WORK INSTRUCTIONS> Could you copy every line from the material below in which "limit" appears?
** Opening MATERIAL SUPPLIED block **
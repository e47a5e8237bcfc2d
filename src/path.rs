//! Path reconstruction, cost accounting and smoothing.
use crate::grid::{move_cost, Grid};
use grid_util::Point;
use itertools::Itertools;

/// Walks parent links back from `end` and returns the path in start to end order.
/// Returns [None] if the chain does not terminate on the grid's start cell, which
/// only happens if a strategy recorded its parents incorrectly.
pub fn reconstruct_path<F>(grid: &Grid, end: Point, mut parent: F) -> Option<Vec<Point>>
where
    F: FnMut(&Point) -> Option<Point>,
{
    let limit = grid.rows() * grid.cols();
    // A chain longer than the number of cells must contain a cycle.
    let mut path: Vec<Point> = std::iter::successors(Some(end), |p| parent(p))
        .take(limit + 1)
        .collect();
    path.reverse();
    match path.first() {
        Some(first) if path.len() <= limit && grid.start() == Some(*first) => Some(path),
        _ => None,
    }
}

/// Cost of a single step: the base move cost times the terrain cost of the destination.
pub fn step_cost(grid: &Grid, from: &Point, to: &Point) -> f64 {
    move_cost(from, to) * grid.terrain_cost(to)
}

/// Sums the step costs of consecutive pairs. Steps that change both row and column
/// count as diagonal. Empty and single-cell paths cost 0.
pub fn path_cost(grid: &Grid, path: &[Point]) -> f64 {
    path.iter()
        .tuple_windows()
        .map(|(a, b)| step_cost(grid, a, b))
        .sum()
}

/// Whether every consecutive pair is a legal move onto an open cell under the given
/// movement mode.
pub fn is_contiguous(grid: &Grid, path: &[Point], allow_diagonal: bool) -> bool {
    path.first().map_or(true, |p| grid.is_open(p))
        && path.iter().tuple_windows().all(|(a, b)| {
            let dx = (a.x - b.x).abs();
            let dy = (a.y - b.y).abs();
            let adjacent = dx <= 1 && dy <= 1 && dx + dy > 0;
            adjacent && (allow_diagonal || dx + dy == 1) && grid.is_open(b)
        })
}

/// Whether any cell occurs more than once.
pub fn has_revisits(path: &[Point]) -> bool {
    !path.iter().all_unique()
}

/// Cells on the Bresenham line from `from` to `to`, both included. Consecutive cells
/// are neighbours, diagonally where the line steps in both directions.
pub fn line_cells(from: &Point, to: &Point) -> Vec<Point> {
    let (mut x0, mut y0) = (from.x, from.y);
    let (x1, y1) = (to.x, to.y);

    let dx = (x1 - x0).abs();
    let dy = (y1 - y0).abs();
    let sx = if x0 < x1 { 1 } else { -1 };
    let sy = if y0 < y1 { 1 } else { -1 };
    let mut err = dx - dy;

    let mut cells = Vec::with_capacity((dx.max(dy) + 1) as usize);
    loop {
        cells.push(Point::new(x0, y0));
        if x0 == x1 && y0 == y1 {
            return cells;
        }
        let e2 = 2 * err;
        if e2 > -dy {
            err -= dy;
            x0 += sx;
        }
        if e2 < dx {
            err += dx;
            y0 += sy;
        }
    }
}

/// Checks whether the Bresenham line between two cells stays clear of obstacles.
pub fn line_of_sight(grid: &Grid, from: &Point, to: &Point) -> bool {
    line_cells(from, to).iter().all(|p| grid.is_open(p))
}

/// Cost of walking the straight line between two waypoints cell by cell. Equal to
/// [step_cost] for neighbouring cells.
pub fn segment_cost(grid: &Grid, from: &Point, to: &Point) -> f64 {
    path_cost(grid, &line_cells(from, to))
}

/// Cost of a path whose consecutive waypoints are joined by straight lines, such as
/// the output of [smooth_path].
pub fn waypoint_cost(grid: &Grid, waypoints: &[Point]) -> f64 {
    waypoints
        .iter()
        .tuple_windows()
        .map(|(a, b)| segment_cost(grid, a, b))
        .sum()
}

/// Removes waypoints by jumping from each waypoint to the furthest later one that is in
/// line of sight, as long as the jump costs no more than the stretch of path it replaces.
/// The result is only used for reporting. For a contiguous `path` its [waypoint_cost]
/// never exceeds the [path_cost] of `path`.
pub fn smooth_path(grid: &Grid, path: &[Point]) -> Vec<Point> {
    if path.len() <= 2 {
        return path.to_vec();
    }
    let mut smoothed = vec![path[0]];
    let mut i = 0;
    while i < path.len() - 1 {
        let mut furthest = i + 1;
        for j in (i + 2)..path.len() {
            if line_of_sight(grid, &path[i], &path[j])
                && segment_cost(grid, &path[i], &path[j]) <= path_cost(grid, &path[i..=j])
            {
                furthest = j;
            }
        }
        smoothed.push(path[furthest]);
        i = furthest;
    }
    smoothed
}

#[cfg(test)]
mod tests {
    use super::*;
    use crate::grid::{point, Paint, Terrain};
    use std::collections::HashMap;
    use std::f64::consts::SQRT_2;

    fn straight_grid() -> Grid {
        let mut grid = Grid::new(3, 5);
        grid.set_cell(0, 0, Paint::Start);
        grid.set_cell(0, 4, Paint::End);
        grid
    }

    #[test]
    fn reconstruct_follows_parents() {
        let grid = straight_grid();
        let parents: HashMap<Point, Point> = (1..5)
            .map(|col| (point(0, col), point(0, col - 1)))
            .collect();
        let path = reconstruct_path(&grid, point(0, 4), |p| parents.get(p).copied()).unwrap();
        assert_eq!(path.len(), 5);
        assert_eq!(path[0], point(0, 0));
        assert_eq!(path[4], point(0, 4));
    }

    #[test]
    fn reconstruct_rejects_chain_missing_start() {
        let grid = straight_grid();
        let parents: HashMap<Point, Point> = (2..5)
            .map(|col| (point(0, col), point(0, col - 1)))
            .collect();
        assert!(reconstruct_path(&grid, point(0, 4), |p| parents.get(p).copied()).is_none());

        let cyclic: HashMap<Point, Point> =
            [(point(0, 4), point(0, 3)), (point(0, 3), point(0, 4))].into();
        assert!(reconstruct_path(&grid, point(0, 4), |p| cyclic.get(p).copied()).is_none());
    }

    #[test]
    fn cost_uses_destination_terrain() {
        let mut grid = straight_grid();
        grid.set_cell(1, 1, Paint::Terrain(Terrain::Mud));
        let path = [point(0, 0), point(1, 1), point(1, 2)];
        let expected = SQRT_2 * 2.0 + 1.0;
        assert!((path_cost(&grid, &path) - expected).abs() < 1e-12);
        assert_eq!(path_cost(&grid, &path[..1]), 0.0);
        assert_eq!(path_cost(&grid, &[]), 0.0);
    }

    #[test]
    fn contiguity_depends_on_mode() {
        let mut grid = straight_grid();
        let diagonal = [point(0, 0), point(1, 1), point(2, 2)];
        assert!(is_contiguous(&grid, &diagonal, true));
        assert!(!is_contiguous(&grid, &diagonal, false));
        let jump = [point(0, 0), point(0, 2)];
        assert!(!is_contiguous(&grid, &jump, true));
        grid.set_cell(1, 1, Paint::Obstacle);
        assert!(!is_contiguous(&grid, &diagonal, true));
    }

    #[test]
    fn revisits_detected() {
        assert!(!has_revisits(&[point(0, 0), point(0, 1)]));
        assert!(has_revisits(&[point(0, 0), point(0, 1), point(0, 0)]));
    }

    #[test]
    fn line_of_sight_blocked_by_obstacle() {
        let mut grid = straight_grid();
        assert!(line_of_sight(&grid, &point(0, 0), &point(2, 4)));
        grid.set_cell(1, 2, Paint::Obstacle);
        assert!(!line_of_sight(&grid, &point(0, 0), &point(2, 4)));
        assert!(line_of_sight(&grid, &point(0, 0), &point(0, 4)));
    }

    #[test]
    fn smoothing_drops_redundant_waypoints() {
        let grid = straight_grid();
        let path: Vec<Point> = (0..5).map(|col| point(0, col)).collect();
        let smoothed = smooth_path(&grid, &path);
        assert_eq!(smoothed, vec![point(0, 0), point(0, 4)]);
        assert_eq!(waypoint_cost(&grid, &smoothed), path_cost(&grid, &path));
    }

    #[test]
    fn smoothing_never_increases_cost() {
        // A 4-connected staircase onto water would get more expensive if the
        // corner were cut diagonally, so that shortcut is refused.
        let mut grid = straight_grid();
        grid.set_cell(1, 1, Paint::Terrain(Terrain::Water));
        let path = [point(0, 0), point(0, 1), point(1, 1)];
        let smoothed = smooth_path(&grid, &path);
        assert_eq!(smoothed, path.to_vec());
        assert!(waypoint_cost(&grid, &smoothed) <= path_cost(&grid, &path));
    }

    #[test]
    fn smoothing_cuts_staircases() {
        // S . . . .
        // . . . . .
        // . . . . E
        let grid = straight_grid();
        let path = [
            point(0, 0),
            point(1, 0),
            point(1, 1),
            point(2, 1),
            point(2, 2),
            point(2, 3),
            point(2, 4),
        ];
        let smoothed = smooth_path(&grid, &path);
        assert_eq!(smoothed.first(), Some(&point(0, 0)));
        assert_eq!(smoothed.last(), Some(&point(2, 4)));
        assert!(smoothed.len() < path.len());
        assert!(waypoint_cost(&grid, &smoothed) < path_cost(&grid, &path));
    }

    #[test]
    fn line_cells_are_neighbours() {
        let cells = line_cells(&point(0, 0), &point(2, 4));
        assert_eq!(cells.len(), 5);
        assert_eq!(cells.first(), Some(&point(0, 0)));
        assert_eq!(cells.last(), Some(&point(2, 4)));
        let grid = straight_grid();
        assert!(is_contiguous(&grid, &cells, true));
        assert_eq!(segment_cost(&grid, &point(0, 0), &point(0, 1)), 1.0);
    }
}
** Closing MATERIAL SUPPLIED block **
SOLVED EXERCISE>
    let limit = grid.rows() * grid.cols();
        .take(limit + 1)
        Some(first) if path.len() <= limit && grid.start() == Some(*first) => Some(path),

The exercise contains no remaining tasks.